Background: Decompensated liver cirrhosis (dLC) is associated with a dysbalanced microbiome, however, reasons for those observations and resulting consequences for patients are largely unexplored. We aimed to characterize bacterial and fungal components of gut microbiota applying quantitative genome-resolved metagenomics and investigate their relation with gut barrier integrity, inflammation and how this impacts the clinical outcome of dLC patients. Methods: Samples were collected prospectively from 95 consecutive hospitalized dLC patients between 2017 and 2022. Metagenomic shot-gun sequencing coupled to flow-cytometric analyses were performed for qualitative and quantitative insights into gut microbiota on a compositional and functional level. Plasma, CRP, Zonulin and CD163 were measured to investigate host functions. Competing risk analyses were performed to compare cirrhosis-related complications within 90 days. Results: Median baseline MELD was 16 and median age 57.6 years. Patients were clustered into three groups (G1-G3) showing greatly distinct microbial patterns. G1 displayed lowest diversity and highest Enterococcus relative abundance (77.97 %), whereas G2 was dominated by Bifidobacteria (52.31 %).
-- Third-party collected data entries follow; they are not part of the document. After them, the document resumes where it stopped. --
//! Static cell grid: walls, targets, door ids, and the derived clock period.
//! This module exists to keep board geometry separate from search state.
//! It does not own door timing rules or any dynamic entity positions.

use log::warn;

use crate::door::Door;
use crate::types::{CellIndex, Dir};

/// Hard safety cap on the clock period. Exceeding it is a warning, not a
/// failure; the search simply pays for the larger time dimension.
pub const MAX_SAFE_MODULUS: u32 = 4096;

#[derive(Clone, Copy, Debug, PartialEq, Eq)]
pub enum CellKind {
    Wall,
    Floor,
}

/// One static cell. Walls never carry a target or a door id.
#[derive(Clone, Copy, Debug, PartialEq, Eq)]
pub struct Cell {
    pub kind: CellKind,
    pub is_target: bool,
    pub door_id: u8,
}

impl Default for Cell {
    fn default() -> Self {
        Cell { kind: CellKind::Floor, is_target: false, door_id: 0 }
    }
}

#[derive(Clone, Debug)]
pub struct Board {
    width: usize,
    height: usize,
    cells: Vec<Cell>,
    targets: Vec<CellIndex>,
    time_modulus: u32,
}

impl Board {
    /// An all-floor board with clock period 1 (no doors yet).
    pub fn new(width: usize, height: usize) -> Board {
        Board {
            width,
            height,
            cells: vec![Cell::default(); width * height],
            targets: Vec::new(),
            time_modulus: 1,
        }
    }

    pub fn width(&self) -> usize {
        self.width
    }

    pub fn height(&self) -> usize {
        self.height
    }

    pub fn size(&self) -> usize {
        self.cells.len()
    }

    pub fn index(&self, row: usize, col: usize) -> CellIndex {
        row * self.width + col
    }

    pub fn row_of(&self, idx: CellIndex) -> usize {
        idx / self.width
    }

    pub fn col_of(&self, idx: CellIndex) -> usize {
        idx % self.width
    }

    pub fn in_bounds(&self, row: i32, col: i32) -> bool {
        row >= 0 && (row as usize) < self.height && col >= 0 && (col as usize) < self.width
    }

    pub fn cell(&self, idx: CellIndex) -> &Cell {
        &self.cells[idx]
    }

    pub fn is_wall(&self, idx: CellIndex) -> bool {
        self.cells[idx].kind == CellKind::Wall
    }

    pub fn is_target(&self, idx: CellIndex) -> bool {
        self.cells[idx].is_target
    }

    pub fn door_id(&self, idx: CellIndex) -> Option<u8> {
        let id = self.cells[idx].door_id;
        if id == 0 { None } else { Some(id) }
    }

    /// Indices of all target cells, in row-major order.
    pub fn targets(&self) -> &[CellIndex] {
        &self.targets
    }

    /// The clock period L; 1 when the board has no doors.
    pub fn time_modulus(&self) -> u32 {
        self.time_modulus
    }

    /// The neighbor of `idx` one step in `dir`, or `None` at the border.
    pub fn step(&self, idx: CellIndex, dir: Dir) -> Option<CellIndex> {
        let (dr, dc) = dir.delta();
        let row = self.row_of(idx) as i32 + dr;
        let col = self.col_of(idx) as i32 + dc;
        if self.in_bounds(row, col) { Some(self.index(row as usize, col as usize)) } else { None }
    }

    /// Border cells and walls both block; used by corner and corridor scans.
    pub fn blocked_beyond(&self, idx: CellIndex, dir: Dir) -> bool {
        match self.step(idx, dir) {
            Some(next) => self.is_wall(next),
            None => true,
        }
    }

    pub fn set_wall(&mut self, row: usize, col: usize) {
        let idx = self.index(row, col);
        if self.cells[idx].is_target {
            self.targets.retain(|&t| t != idx);
        }
        self.cells[idx] = Cell { kind: CellKind::Wall, is_target: false, door_id: 0 };
    }

    pub fn set_target(&mut self, row: usize, col: usize) {
        let idx = self.index(row, col);
        let cell = &mut self.cells[idx];
        cell.kind = CellKind::Floor;
        if !cell.is_target {
            cell.is_target = true;
            self.targets.push(idx);
        }
    }

    pub fn set_door(&mut self, row: usize, col: usize, id: u8) {
        let idx = self.index(row, col);
        let cell = &mut self.cells[idx];
        cell.kind = CellKind::Floor;
        cell.door_id = id;
    }

    /// Recomputes L as the lcm of all door cycle lengths.
    ///
    /// Degenerate cycles contribute nothing. Going past [`MAX_SAFE_MODULUS`]
    /// keeps the computed value and only warns; the search space grows but
    /// stays correct.
    pub fn compute_time_modulus(&mut self, doors: &[Door]) {
        let mut modulus: u64 = 1;
        for door in doors {
            let cycle = door.cycle_len();
            if cycle <= 0 {
                warn!("door {} has a degenerate cycle length {cycle}", door.id);
                continue;
            }
            modulus = lcm(modulus, cycle as u64);
            if modulus > u32::MAX as u64 {
                warn!("clock period overflow; falling back to {MAX_SAFE_MODULUS}");
                modulus = MAX_SAFE_MODULUS as u64;
                break;
            }
        }
        if modulus > MAX_SAFE_MODULUS as u64 {
            warn!("clock period {modulus} exceeds the safety cap {MAX_SAFE_MODULUS}");
        }
        self.time_modulus = modulus as u32;
    }

    /// Static layout render for test panics and logs.
    pub fn layout_diag(&self) -> String {
        let mut out = String::with_capacity((self.width + 1) * self.height);
        for row in 0..self.height {
            for col in 0..self.width {
                let cell = &self.cells[self.index(row, col)];
                let glyph = match cell.kind {
                    CellKind::Wall => '#',
                    CellKind::Floor if cell.door_id != 0 => (b'0' + cell.door_id) as char,
                    CellKind::Floor if cell.is_target => '.',
                    CellKind::Floor => ' ',
                };
                out.push(glyph);
            }
            out.push('\n');
        }
        out
    }
}

fn gcd(a: u64, b: u64) -> u64 {
    if b == 0 { a } else { gcd(b, a % b) }
}

fn lcm(a: u64, b: u64) -> u64 {
    a / gcd(a, b) * b
}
G3 was most diverse and clustered most closely with HC. Bacterial concentrations in patients were lower compared with HC (median 2.65 x 109 cells/gram stool), especially for G1 (median of 2.65 x 109 cells/gram stool); G2 and G3 were in-between the two. Fungi were primarily detected in patient samples and an overgrowth in G1 that was dominated by Candida spp (51.63 %) was observed. Moreover, G1-patients most frequently received antibiotics (n=33; 86.8 %) at baseline and had higher plasma levels of Zonulin (p=0.044), CD163 (p=0.019) and a numerically higher incidence of infections (p=0.09). Conclusion: Different bacterial clusters were observed at qualitative and quantitative levels and correlated with fungal abundance. Antibiotic treatment contributed to dysbiosis in patients with dLC, which translated into impairment of the intestinal barrier, translocation and systemic inflammation.